■ **WORK INSTRUCTION**:
Every line of the records below that has the word "PathBuf" should be copied.

##### ENTRIES PROVIDED

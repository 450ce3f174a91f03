//! Command-line configuration.

use std::path::PathBuf;

use sift_value::MapMode;
use thiserror::Error;

/// Bad command line.
#[derive(Clone, Debug, PartialEq, Eq, Error)]
pub enum ConfigError {
    #[error("option {0} requires a value")]
    MissingValue(&'static str),

    #[error("option {flag} expects a number, got '{value}'")]
    BadNumber { flag: &'static str, value: String },

    #[error("unknown option '{0}'")]
    UnknownOption(String),

    #[error("no expression given (try -h)")]
    NoExpression,
}

/// Everything a run needs besides the input itself.
#[derive(Clone, Debug, Default, PartialEq, Eq)]
pub struct Config {
    /// Expression operands joined with spaces.
    pub expression: String,
    /// `-f`: file whose code is prepended to the expression.
    pub program_file: Option<PathBuf>,
    /// `-i`: input file; stdin when absent.
    pub input: Option<PathBuf>,
    /// `-r`: seed for randomized builtins.
    pub seed: Option<u64>,
    /// `-s`: key-ordered maps.
    pub map_mode: MapMode,
    /// `-t N`: scatter workers. Zero is treated as one.
    pub workers: Option<usize>,
    /// Number of `v`s given with `-v`.
    pub verbosity: u8,
    /// `-h [section]`.
    pub help: Option<String>,
}

impl Config {
    /// Parse arguments, not including the program name.
    pub fn from_args<I>(args: I) -> Result<Config, ConfigError>
    where
        I: IntoIterator<Item = String>,
    {
        let mut config = Config::default();
        let mut operands = Vec::new();
        let mut args = args.into_iter().peekable();

        while let Some(arg) = args.next() {
            match arg.as_str() {
                "-i" => config.input = Some(value(&mut args, "-i")?.into()),
                "-f" => config.program_file = Some(value(&mut args, "-f")?.into()),
                "-r" => config.seed = Some(number(&mut args, "-r")?),
                "-t" => config.workers = Some(number::<usize>(&mut args, "-t")?.max(1)),
                "-s" => config.map_mode = MapMode::Ordered,
                "-h" | "--help" => {
                    let section = args.next_if(|next| !next.starts_with('-'));
                    config.help = Some(section.unwrap_or_else(|| "usage".to_string()));
                }
                "--" => operands.extend(args.by_ref()),
                flag if is_verbose(flag) => {
                    let level = u8::try_from(flag.len() - 1).unwrap_or(u8::MAX);
                    config.verbosity = config.verbosity.saturating_add(level);
                }
                flag if flag.len() > 1 && flag.starts_with('-') && !is_negative_number(flag) => {
                    return Err(ConfigError::UnknownOption(flag.to_string()));
                }
                operand => operands.push(operand.to_string()),
            }
        }

        config.expression = operands.join(" ");
        if config.help.is_none() && config.expression.trim().is_empty() && config.program_file.is_none() {
            return Err(ConfigError::NoExpression);
        }
        Ok(config)
    }

    /// Program text: the `-f` file's code, a `,`, then the expression.
    pub fn source(&self) -> std::io::Result<String> {
        let Some(path) = &self.program_file else {
            return Ok(self.expression.clone());
        };
        let code = std::fs::read_to_string(path)?;
        let code = code.trim_end();
        if self.expression.trim().is_empty() {
            return Ok(code.to_string());
        }
        Ok(format!("{code},{}", self.expression))
    }

    /// True when the program runs through scatter/gather.
    pub fn is_parallel(&self, source: &str) -> bool {
        self.workers.is_some() || source.contains(crate::parallel::SPLIT)
    }
}

fn is_verbose(flag: &str) -> bool {
    flag.len() > 1 && flag.starts_with('-') && flag[1..].bytes().all(|b| b == b'v')
}

/// `-1` and `-2.5` are expression operands, not flags.
fn is_negative_number(arg: &str) -> bool {
    arg[1..].starts_with(|c: char| c.is_ascii_digit())
}

fn value<I: Iterator<Item = String>>(args: &mut I, flag: &'static str) -> Result<String, ConfigError> {
    args.next().ok_or(ConfigError::MissingValue(flag))
}

fn number<N: std::str::FromStr>(
    args: &mut impl Iterator<Item = String>,
    flag: &'static str,
) -> Result<N, ConfigError> {
    let text = value(args, flag)?;
    text.parse()
        .map_err(|_| ConfigError::BadNumber { flag, value: text })
}

#[cfg(test)]
#[allow(
    clippy::unwrap_used,
    reason = "tests use unwrap to panic on unexpected state"
)]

##########

■ **RESULT**:
use std::path::PathBuf;
    pub program_file: Option<PathBuf>,
    pub input: Option<PathBuf>,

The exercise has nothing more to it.